*** Source material ***

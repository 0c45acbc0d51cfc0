//! Valve network parsing and the pressure-release search model.
//!
//! Maximising released pressure is recast as minimising pressure *lost*:
//! every minute, each closed valve with positive flow costs its flow rate.
//! Lost pressure only grows, so edge costs are non-negative and the generic
//! engine applies directly.
//!
//! Only valves with positive flow are worth visiting, so the network is
//! compressed into shortest tunnel distances between those valves (and the
//! start) before searching.

use std::collections::{HashMap, VecDeque};

use serde::Serialize;

use crate::error::{Error, Result};
use crate::model::{Cost, SearchModel};
use crate::search::{SearchEngine, SearchLimits, SearchStats};

/// Upper bound on valves with positive flow; the open set is a `u64` bitmask.
pub const MAX_USEFUL_VALVES: usize = 64;

/// One valve and the tunnels leaving it.
#[derive(Debug, Clone, PartialEq, Eq)]
pub struct Valve {
    pub name: String,
    pub flow: u64,
    /// Indices into [`ValveNetwork::valves`].
    pub tunnels: Vec<usize>,
}

/// Parsed tunnel network.
#[derive(Debug, Clone, PartialEq, Eq)]
pub struct ValveNetwork {
    valves: Vec<Valve>,
    index: HashMap<String, usize>,
}

impl ValveNetwork {
    /// Parse lines like
    /// `Valve AA has flow rate=0; tunnels lead to valves DD, II, BB`.
    pub fn parse(input: &str) -> Result<Self> {
        let mut described: Vec<(String, u64, Vec<String>)> = Vec::new();
        for (offset, line) in input.lines().enumerate() {
            let line = line.trim();
            if line.is_empty() {
                continue;
            }
            let valve = parse_line(offset + 1, line)?;
            if described.iter().any(|(name, _, _)| *name == valve.0) {
                return Err(Error::DuplicateValve {
                    name: valve.0,
                    line: offset + 1,
                });
            }
            described.push(valve);
        }
        if described.is_empty() {
            return Err(Error::EmptyInput {
                what: "valve network",
            });
        }

        let index: HashMap<String, usize> = described
            .iter()
            .enumerate()
            .map(|(i, (name, _, _))| (name.clone(), i))
            .collect();

        let mut valves = Vec::with_capacity(described.len());
        for (name, flow, tunnel_names) in described {
            let tunnels = tunnel_names
                .into_iter()
                .map(|tunnel| {
                    index
                        .get(&tunnel)
                        .copied()
                        .ok_or(Error::UnknownValve { name: tunnel })
                })
                .collect::<Result<Vec<_>>>()?;
            valves.push(Valve {
                name,
                flow,
                tunnels,
            });
        }

        Ok(Self { valves, index })
    }

    pub fn valves(&self) -> &[Valve] {
        &self.valves
    }

    /// Resolve a valve name to its index.
    pub fn index_of(&self, name: &str) -> Result<usize> {
        self.index
            .get(name)
            .copied()
            .ok_or_else(|| Error::UnknownValve {
                name: name.to_string(),
            })
    }

    /// Sum of every valve's flow rate.
    pub fn total_flow(&self) -> u64 {
        self.valves.iter().map(|valve| valve.flow).sum()
    }

    /// Tunnel hops from `from` to every valve, `None` where unreachable.
    pub fn distances_from(&self, from: usize) -> Vec<Option<u32>> {
        let mut distances = vec![None; self.valves.len()];
        let mut queue = VecDeque::new();

        distances[from] = Some(0);
        queue.push_back(from);

        while let Some(current) = queue.pop_front() {
            let next_distance = distances[current].map(|d| d + 1);
            for &next in &self.valves[current].tunnels {
                if distances[next].is_some() {
                    continue;
                }
                distances[next] = next_distance;
                queue.push_back(next);
            }
        }

        distances
    }
}

fn parse_line(line_number: usize, line: &str) -> Result<(String, u64, Vec<String>)> {
    let invalid = |message: &str| Error::InvalidValveLine {
        line: line_number,
        message: message.to_string(),
    };

    let rest = line
        .strip_prefix("Valve ")
        .ok_or_else(|| invalid("expected 'Valve <name>'"))?;
    let (name, rest) = rest
        .split_once(" has flow rate=")
        .ok_or_else(|| invalid("expected 'has flow rate='"))?;
    let (rate, tunnels) = rest
        .split_once(';')
        .ok_or_else(|| invalid("expected ';' after flow rate"))?;
    let flow = rate
        .trim()
        .parse::<u64>()
        .map_err(|_| invalid("flow rate is not a non-negative integer"))?;
    let tunnels = tunnels.trim();
    let targets = tunnels
        .strip_prefix("tunnels lead to valves ")
        .or_else(|| tunnels.strip_prefix("tunnel leads to valve "))
        .ok_or_else(|| invalid("expected tunnel list"))?;

    let name = name.trim();
    if name.is_empty() {
        return Err(invalid("valve name is empty"));
    }

    Ok((
        name.to_string(),
        flow,
        targets
            .split(',')
            .map(|target| target.trim().to_string())
            .filter(|target| !target.is_empty())
            .collect(),
    ))
}

/// Search state: where we stand, which useful valves are open, and the clock.
#[derive(Debug, Clone, Copy, PartialEq, Eq, Hash)]
pub struct ValveState {
    /// Index into the model's points (useful valves, then the start).
    pub at: usize,
    /// Bit `i` set when useful valve `i` is open.
    pub opened: u64,
    pub minute: u32,
}

/// [`SearchModel`] minimising pressure lost before a deadline.
#[derive(Debug, Clone)]
pub struct ValveModel {
    /// Network indices of valves with positive flow.
    useful: Vec<usize>,
    flows: Vec<u64>,
    /// `distances[point][useful]` in minutes; the start is the last point.
    distances: Vec<Vec<Option<u32>>>,
    deadline: u32,
}

impl ValveModel {
    /// Compress `network` around `start` for a `deadline`-minute search.
    pub fn new(network: &ValveNetwork, start: usize, deadline: u32) -> Result<Self> {
        let useful: Vec<usize> = network
            .valves()
            .iter()
            .enumerate()
            .filter(|(_, valve)| valve.flow > 0)
            .map(|(i, _)| i)
            .collect();
        if useful.len() > MAX_USEFUL_VALVES {
            return Err(Error::TooManyValves {
                count: useful.len(),
                max: MAX_USEFUL_VALVES,
            });
        }

        let flows = useful.iter().map(|&i| network.valves()[i].flow).collect();
        let distances = useful
            .iter()
            .copied()
            .chain(std::iter::once(start))
            .map(|from| {
                let all = network.distances_from(from);
                useful.iter().map(|&to| all[to]).collect()
            })
            .collect();

        Ok(Self {
            useful,
            flows,
            distances,
            deadline,
        })
    }

    /// State at minute zero, standing at the start valve with nothing open.
    pub fn initial_state(&self) -> ValveState {
        ValveState {
            at: self.useful.len(),
            opened: 0,
            minute: 0,
        }
    }

    /// Network index of the useful valve at `point`, `None` for the start.
    pub fn valve_at(&self, point: usize) -> Option<usize> {
        self.useful.get(point).copied()
    }

    fn closed_flow(&self, opened: u64) -> u64 {
        self.flows
            .iter()
            .enumerate()
            .filter(|(i, _)| opened & (1 << i) == 0)
            .map(|(_, flow)| flow)
            .sum()
    }
}

impl SearchModel for ValveModel {
    type State = ValveState;
    type Target = u32;

    fn neighbors(&self, state: &ValveState) -> Vec<(ValveState, Cost)> {
        if state.minute >= self.deadline {
            return Vec::new();
        }
        let closed = self.closed_flow(state.opened);
        let mut next = Vec::with_capacity(self.useful.len() + 1);

        for (valve, distance) in self.distances[state.at].iter().enumerate() {
            if state.opened & (1 << valve) != 0 {
                continue;
            }
            let Some(distance) = distance else {
                continue;
            };
            // Walking there plus one minute to turn the wheel.
            let elapsed = distance + 1;
            if state.minute + elapsed > self.deadline {
                continue;
            }
            next.push((
                ValveState {
                    at: valve,
                    opened: state.opened | (1 << valve),
                    minute: state.minute + elapsed,
                },
                u64::from(elapsed) * closed,
            ));
        }

        let remaining = self.deadline - state.minute;
        next.push((
            ValveState {
                minute: self.deadline,
                ..*state
            },
            u64::from(remaining) * closed,
        ));
        next
    }

    fn heuristic(&self, _state: &ValveState, _deadline: &u32) -> Cost {
        0
    }

    fn is_target(&self, state: &ValveState, deadline: &u32) -> bool {
        state.minute >= *deadline
    }
}

/// Best achievable release and the order in which valves get opened.
#[derive(Debug, Clone, PartialEq, Eq, Serialize)]
pub struct PressurePlan {
    pub released: u64,
    pub opened: Vec<String>,
    pub stats: SearchStats,
}

/// Maximum pressure released within `minutes`, starting at valve `start`.
pub fn max_pressure(
    network: &ValveNetwork,
    start: &str,
    minutes: u32,
    limits: SearchLimits,
) -> Result<PressurePlan> {
    let start = network.index_of(start)?;
    let model = ValveModel::new(network, start, minutes)?;
    let outcome = SearchEngine::new(&model)
        .with_limits(limits)
        .find_shortest(model.initial_state(), &minutes)?;
    let stats = *outcome.stats();
    let ceiling = network.total_flow() * u64::from(minutes);

    // Idling until the deadline is always possible, so the target is reachable.
    let Some(solution) = outcome.into_solution() else {
        return Ok(PressurePlan {
            released: 0,
            opened: Vec::new(),
            stats,
        });
    };

    let mut opened = Vec::new();
    for pair in solution.path.windows(2) {
        if pair[0].opened != pair[1].opened {
            if let Some(valve) = model.valve_at(pair[1].at) {
                opened.push(network.valves()[valve].name.clone());
            }
        }
    }

    Ok(PressurePlan {
        released: ceiling.saturating_sub(solution.cost),
        opened,
        stats,
    })
}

*** End of Source material ***

» Task description
Copy each line of the listing in which the word "Debug" can be found.

» Response to the exercise
#[derive(Debug, Clone, PartialEq, Eq)]
#[derive(Debug, Clone, PartialEq, Eq)]
#[derive(Debug, Clone, Copy, PartialEq, Eq, Hash)]
#[derive(Debug, Clone)]
#[derive(Debug, Clone, PartialEq, Eq, Serialize)]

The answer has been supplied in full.